Buddha says if there is no doubt then there is no question of belief. Then one simply believes. There is no need for any Krishna to say, “Surrender, believe” – there is no point. If Arjuna has faith, he has; if he has not, then there is no way to bring it. Then at the most Arjuna can play a game of showing, pretending that he believes. But belief cannot be enforced.
For those whose faith is natural, spontaneous, there is no question of faith – they simply believe. They don’t know even what belief is. Small children, they simply believe. But once doubt enters, belief becomes impossible. And doubt has to enter; it is part of growth. Doubt makes one mature.
You remain childish unless doubt has penetrated your soul. Unless the fire of doubt starts burning you, you remain immature, you don’t know what life is. You start knowing life only by doubting, by being skeptical, by raising questions.

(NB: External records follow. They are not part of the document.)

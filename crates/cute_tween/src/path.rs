//! Procedural positional paths: shake jitter and jump arcs
//!
//! Both are sampled by normalized progress and return an offset relative to
//! the position captured when the tween starts. Both return to zero offset at
//! progress 1.

use glam::Vec3;
use rand::{Rng, SeedableRng};
use rand_xoshiro::Xoshiro256PlusPlus;
use serde::{Deserialize, Serialize};
use smallvec::SmallVec;

/// Parameters for a positional shake
#[derive(Clone, Copy, Debug, PartialEq, Serialize, Deserialize)]
#[serde(default)]
pub struct ShakeParams {
    /// Maximum displacement from the origin
    pub strength: f32,
    /// Direction changes per second
    pub vibrato: u32,
    /// Maximum deviation (degrees) from a straight back-and-forth between waypoints
    pub randomness: f32,
    /// Fixed RNG seed; `None` draws one from the thread RNG
    pub seed: Option<u64>,
}

impl Default for ShakeParams {
    fn default() -> Self {
        Self {
            strength: 10.0,
            vibrato: 10,
            randomness: 90.0,
            seed: None,
        }
    }
}

/// Upper bound on shake waypoints, whatever the vibrato and duration
pub const MAX_SHAKE_WAYPOINTS: usize = 1024;

/// Precomputed shake waypoints in the XY plane
///
/// The waypoints alternate direction (with up to `randomness` degrees of
/// jitter) and their amplitude decays linearly so the last leg lands back on
/// the origin.
#[derive(Clone, Debug)]
pub struct ShakePath {
    offsets: SmallVec<[Vec3; 16]>,
}

impl ShakePath {
    pub fn new(params: &ShakeParams, duration: f32) -> Self {
        let seed = params.seed.unwrap_or_else(|| rand::rng().random());
        let mut rng = Xoshiro256PlusPlus::seed_from_u64(seed);

        let count = (params.vibrato as f32 * duration).round() as usize;
        let count = count.clamp(2, MAX_SHAKE_WAYPOINTS);
        let randomness = params.randomness.clamp(0.0, 180.0);

        let mut offsets = SmallVec::with_capacity(count + 2);
        offsets.push(Vec3::ZERO);

        let mut angle: f32 = rng.random_range(0.0..360.0);
        for i in 0..count {
            if i > 0 {
                let jitter = if randomness > 0.0 {
                    rng.random_range(-randomness..=randomness)
                } else {
                    0.0
                };
                angle = angle + 180.0 + jitter;
            }
            let decay = 1.0 - i as f32 / count as f32;
            let radians = angle.to_radians();
            offsets.push(Vec3::new(radians.cos(), radians.sin(), 0.0) * params.strength * decay);
        }
        offsets.push(Vec3::ZERO);

        Self { offsets }
    }

    /// Offset at normalized progress `t` (piecewise linear between waypoints)
    pub fn sample(&self, t: f32) -> Vec3 {
        let last = self.offsets.len() - 1;
        if t <= 0.0 {
            return self.offsets[0];
        }
        if t >= 1.0 {
            return self.offsets[last];
        }

        let scaled = t * last as f32;
        let index = (scaled.floor() as usize).min(last - 1);
        let local = scaled - index as f32;
        self.offsets[index].lerp(self.offsets[index + 1], local)
    }

    pub fn waypoints(&self) -> &[Vec3] {
        &self.offsets
    }
}

/// A series of parabolic hops that ends where it started
#[derive(Clone, Copy, Debug, PartialEq)]
pub struct JumpArc {
    pub height: f32,
    pub jumps: u32,
}

impl JumpArc {
    pub fn new(height: f32, jumps: u32) -> Self {
        Self {
            height,
            jumps: jumps.max(1),
        }
    }

    /// Vertical offset at normalized progress `t`
    pub fn sample(&self, t: f32) -> Vec3 {
        if t <= 0.0 || t >= 1.0 {
            return Vec3::ZERO;
        }
        let hop = t * self.jumps as f32;
        let local = hop - hop.floor();
        Vec3::Y * (4.0 * self.height * local * (1.0 - local))
    }
}
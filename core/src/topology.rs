//! Process-group discovery.
//!
//! # What is a Topology?
//!
//! A parallel job is a set of processes (**ranks**) spread over one or more machines
//! (**nodes**). Before doing any work each rank needs to know:
//!
//! - **Rank**: its own zero-based id, `0..world_size`.
//! - **World size**: how many ranks exist.
//! - **Node count**: how many distinct hosts those ranks occupy. Several ranks may share a host.
//!
//! [`Topology`] discovers all three once, at startup, and then never changes. Build one per
//! process and pass it by reference to whatever needs collective behaviour.
//!
//! ## Example: Serial Fallback
//!
//! ```rust
//! use procgroup::{ProbeConfig, Topology, TransportProbe, probe_with};
//!
//! let probe = probe_with(&ProbeConfig { force_serial: true }).unwrap();
//! assert!(matches!(probe, TransportProbe::Unavailable));
//!
//! let topology = Topology::from_probe(probe).unwrap();
//! assert_eq!(topology.world_size(), 1);
//! assert_eq!(topology.rank(), 0);
//! assert!(!topology.is_distributed());
//! topology.barrier().unwrap(); // no-op
//! ```
//!
//! > [!TIP]
//! > **Counting nodes**
//! > Each rank hashes its host name into a [`node_id`] and the ids are all-gathered. Ranks
//! > that report the same id share a node. Ids are only compared within one run, so the hash
//! > does not need to be stable across builds or machines.

use crate::distributed::backend::{Transport, TransportProbe, probe};
use crate::partition::{Assignment, partition};
use crate::{ParallelError, Result};
use indexmap::IndexSet;
use std::collections::hash_map::DefaultHasher;
use std::fmt::Display;
use std::hash::{Hash, Hasher};
use std::io::Write;

/// Hashes a host name into a node identifier.
///
/// Equal names give equal ids within one run of one build.
pub fn node_id(host_name: &str) -> u64 {
    let mut hasher = DefaultHasher::new();
    host_name.hash(&mut hasher);
    hasher.finish()
}

/// The shape of the process group, as seen from this process.
///
/// Immutable after construction. Two topologies compare equal when their world size,
/// rank and distributed flag match; the node count is informational and ignored.
pub struct Topology {
    rank: usize,
    world_size: usize,
    node_count: usize,
    node_index: usize,
    distributed: bool,
    transport: Option<Box<dyn Transport>>,
}

impl Topology {
    /// Probes for a runtime and builds the topology.
    ///
    /// This is a collective: when a runtime is present every rank must call it.
    ///
    /// # Errors
    ///
    /// Returns an error if a runtime is present but fails to initialize. A missing runtime
    /// yields the serial topology instead.
    pub fn new() -> Result<Self> {
        Self::from_probe(probe()?)
    }

    /// Builds the topology from the outcome of a [`probe`](crate::probe).
    pub fn from_probe(probe: TransportProbe) -> Result<Self> {
        match probe {
            TransportProbe::Available(transport) => Self::with_transport(transport),
            TransportProbe::Unavailable => {
                tracing::debug!("no messaging transport; running as a single process");
                Ok(Self::serial())
            }
        }
    }

    /// The single-process world: rank 0 of 1 on one node.
    pub fn serial() -> Self {
        Self {
            rank: 0,
            world_size: 1,
            node_count: 1,
            node_index: 0,
            distributed: false,
            transport: None,
        }
    }

    /// Discovers the topology through `transport`.
    ///
    /// Every rank hashes its host name and all-gathers the result; the number of distinct
    /// ids is the node count.
    ///
    /// # Errors
    ///
    /// Returns `ParallelError::TransportInit` if the transport reports an impossible shape,
    /// or any error raised by the host-name query or the all-gather.
    pub fn with_transport(transport: Box<dyn Transport>) -> Result<Self> {
        let world_size = transport.world_size();
        let rank = transport.rank();
        if world_size == 0 || rank >= world_size {
            return Err(ParallelError::TransportInit(format!(
                "rank {rank} is outside a world of size {world_size}"
            )));
        }

        let local_id = node_id(&transport.host_name()?);
        let gathered = transport.all_gather(local_id)?;
        if gathered.len() != world_size {
            return Err(ParallelError::Transport(format!(
                "all-gather returned {} node ids for {} ranks",
                gathered.len(),
                world_size
            )));
        }

        let nodes: IndexSet<u64> = gathered.into_iter().collect();
        let node_index = nodes.get_index_of(&local_id).ok_or_else(|| {
            ParallelError::Transport(format!("rank {rank} missing from gathered node ids"))
        })?;

        let topology = Self {
            rank,
            world_size,
            node_count: nodes.len(),
            node_index,
            distributed: world_size > 1,
            transport: Some(transport),
        };

        tracing::debug!(
            rank = topology.rank,
            world_size = topology.world_size,
            node_count = topology.node_count,
            "discovered process topology"
        );

        Ok(topology)
    }

    /// Returns the rank of this process.
    pub fn rank(&self) -> usize {
        self.rank
    }

    /// Returns the number of processes in the group.
    pub fn world_size(&self) -> usize {
        self.world_size
    }

    /// Returns the number of distinct hosts the group runs on.
    pub fn node_count(&self) -> usize {
        self.node_count
    }

    /// Position of this process's host among the distinct hosts, numbered in the order
    /// they first appear by rank.
    pub fn node_index(&self) -> usize {
        self.node_index
    }

    /// Returns `true` if more than one process is running.
    pub fn is_distributed(&self) -> bool {
        self.distributed
    }

    /// Returns `true` on the rank that reports for the group.
    pub fn is_rank_zero(&self) -> bool {
        self.rank == 0
    }

    /// Blocks until every rank has called `barrier`. No-op when not distributed.
    ///
    /// All ranks must call this the same number of times in the same order, or the group
    /// deadlocks.
    pub fn barrier(&self) -> Result<()> {
        match &self.transport {
            Some(transport) if self.distributed => transport.barrier(),
            _ => Ok(()),
        }
    }

    /// Prints each message on its own line to stdout, on rank zero only.
    pub fn report_from_rank_zero<I>(&self, messages: I) -> Result<()>
    where
        I: IntoIterator,
        I::Item: Display,
    {
        if !self.is_rank_zero() {
            return Ok(());
        }
        let stdout = std::io::stdout();
        self.report_from_rank_zero_to(&mut stdout.lock(), messages)
    }

    /// Writes each message on its own line to `out`, on rank zero only.
    pub fn report_from_rank_zero_to<W, I>(&self, out: &mut W, messages: I) -> Result<()>
    where
        W: Write,
        I: IntoIterator,
        I::Item: Display,
    {
        if self.is_rank_zero() {
            for message in messages {
                writeln!(out, "{message}")?;
            }
        }
        Ok(())
    }

    /// Partitions `tasks` across all ranks of this topology.
    ///
    /// Every rank computes the same assignment from the same inputs; rank `r` works on
    /// `assignment.bucket(r)`. Rank zero logs a warning when some ranks end up idle.
    ///
    /// # Errors
    ///
    /// See [`partition`].
    pub fn find_assignments<'a, T>(
        &self,
        tasks: &'a [T],
        weights: Option<&[f64]>,
    ) -> Result<Assignment<'a, T>> {
        let assignment = partition(tasks, weights, self.world_size)?;
        if self.is_rank_zero() && assignment.has_empty_bucket() {
            tracing::warn!(
                idle = assignment.empty_bucket_count(),
                workers = self.world_size,
                tasks = tasks.len(),
                "some workers have no tasks"
            );
        }
        Ok(assignment)
    }
}

impl PartialEq for Topology {
    fn eq(&self, other: &Self) -> bool {
        self.world_size == other.world_size
            && self.rank == other.rank
            && self.distributed == other.distributed
    }
}

impl Eq for Topology {}

impl std::fmt::Debug for Topology {
    fn fmt(&self, f: &mut std::fmt::Formatter<'_>) -> std::fmt::Result {
        f.debug_struct("Topology")
            .field("rank", &self.rank)
            .field("world_size", &self.world_size)
            .field("node_count", &self.node_count)
            .field("distributed", &self.distributed)
            .finish()
    }
}
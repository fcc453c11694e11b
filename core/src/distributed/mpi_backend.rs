use super::backend::Transport;
use crate::{ParallelError, Result};
use mpi::environment::Universe;
use mpi::topology::SimpleCommunicator;
use mpi::traits::*;

/// Transport backed by an MPI runtime.
///
/// Owns the `Universe`, so MPI is finalized when the backend is dropped. Rank and size
/// are read once at initialization; the world communicator never changes shape.
pub struct MpiBackend {
    universe: Universe,
    rank: usize,
    world_size: usize,
}

impl MpiBackend {
    /// Initializes the MPI runtime and reads the shape of the world communicator.
    ///
    /// # Errors
    ///
    /// Returns `ParallelError::TransportInit` if MPI was already initialized in this
    /// process or reports a negative rank or size.
    pub fn initialize() -> Result<Self> {
        let universe = mpi::initialize().ok_or_else(|| {
            ParallelError::TransportInit("MPI is already initialized".to_string())
        })?;

        let world = universe.world();
        let rank = usize::try_from(world.rank()).map_err(|_| {
            ParallelError::TransportInit(format!("invalid MPI rank {}", world.rank()))
        })?;
        let world_size = usize::try_from(world.size()).map_err(|_| {
            ParallelError::TransportInit(format!("invalid MPI world size {}", world.size()))
        })?;

        tracing::debug!(rank, world_size, "MPI runtime initialized");

        Ok(Self {
            universe,
            rank,
            world_size,
        })
    }

    fn world(&self) -> SimpleCommunicator {
        self.universe.world()
    }
}

impl Transport for MpiBackend {
    fn rank(&self) -> usize {
        self.rank
    }

    fn world_size(&self) -> usize {
        self.world_size
    }

    fn host_name(&self) -> Result<String> {
        mpi::environment::processor_name()
            .map_err(|e| ParallelError::Transport(format!("unreadable processor name: {e}")))
    }

    fn all_gather(&self, value: u64) -> Result<Vec<u64>> {
        let mut gathered = vec![0u64; self.world_size];
        self.world().all_gather_into(&value, &mut gathered[..]);
        Ok(gathered)
    }

    fn barrier(&self) -> Result<()> {
        self.world().barrier();
        Ok(())
    }
}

Buddha says faith comes, but not against doubt, not as belief. Faith comes by destroying doubt by argument, by destroying doubt by more doubt, by eliminating doubt by doubt itself. A poison can be destroyed only by a poison – that is Buddha’s method. He does not say believe. He says go deep into your doubt, go to the very end, unafraid: Don’t repress. Travel the whole path of doubt to the very end.
And that very journey will take you beyond it. Because a moment comes when doubt starts doubting itself. That’s the ultimate doubt – when doubt doubts doubt itself. That has to come if you go to the very end. You first doubt belief, you doubt this and that. One day when everything has been doubted, suddenly a new, the ultimate doubt arises – you start doubting doubt.
This is tremendously new in the world of religion. And then doubt kills doubt, doubt destroys doubt, and faith is gained. This faith is not against doubt, this faith is beyond doubt. This faith is not opposite to doubt, this faith is absence of doubt.
Buddha says you will have to become children again, but the path has to go through the world, through many jungles of doubts, arguments, reasonings. And when a person comes back home, attains back to his original faith, it is totally different. He is not just a child, he is an old man…mature, experienced, and yet childlike.
This sutra, The Sutra of Forty-Two Chapters, has never existed in India. It never existed in Sanskrit or in Pali. This sutra exists only in Chinese.
A certain Emperor Ming of the Han dynasty, AD 67, invited a few Buddhist masters to China to bring the message of Buddha there. Nobody knows the names of those Buddhist masters, but a group went to China. And the emperor wanted a small anthology of Buddhist sayings as a first introduction to the Chinese people.
Buddhist scriptures are very big, the Buddhist literature is in itself a world – thousands of scriptures exist and they go into very great detail, because Buddha believes in logical analysis. He goes to the very root of everything. His analysis is profound and perfect, so he goes into very deep details.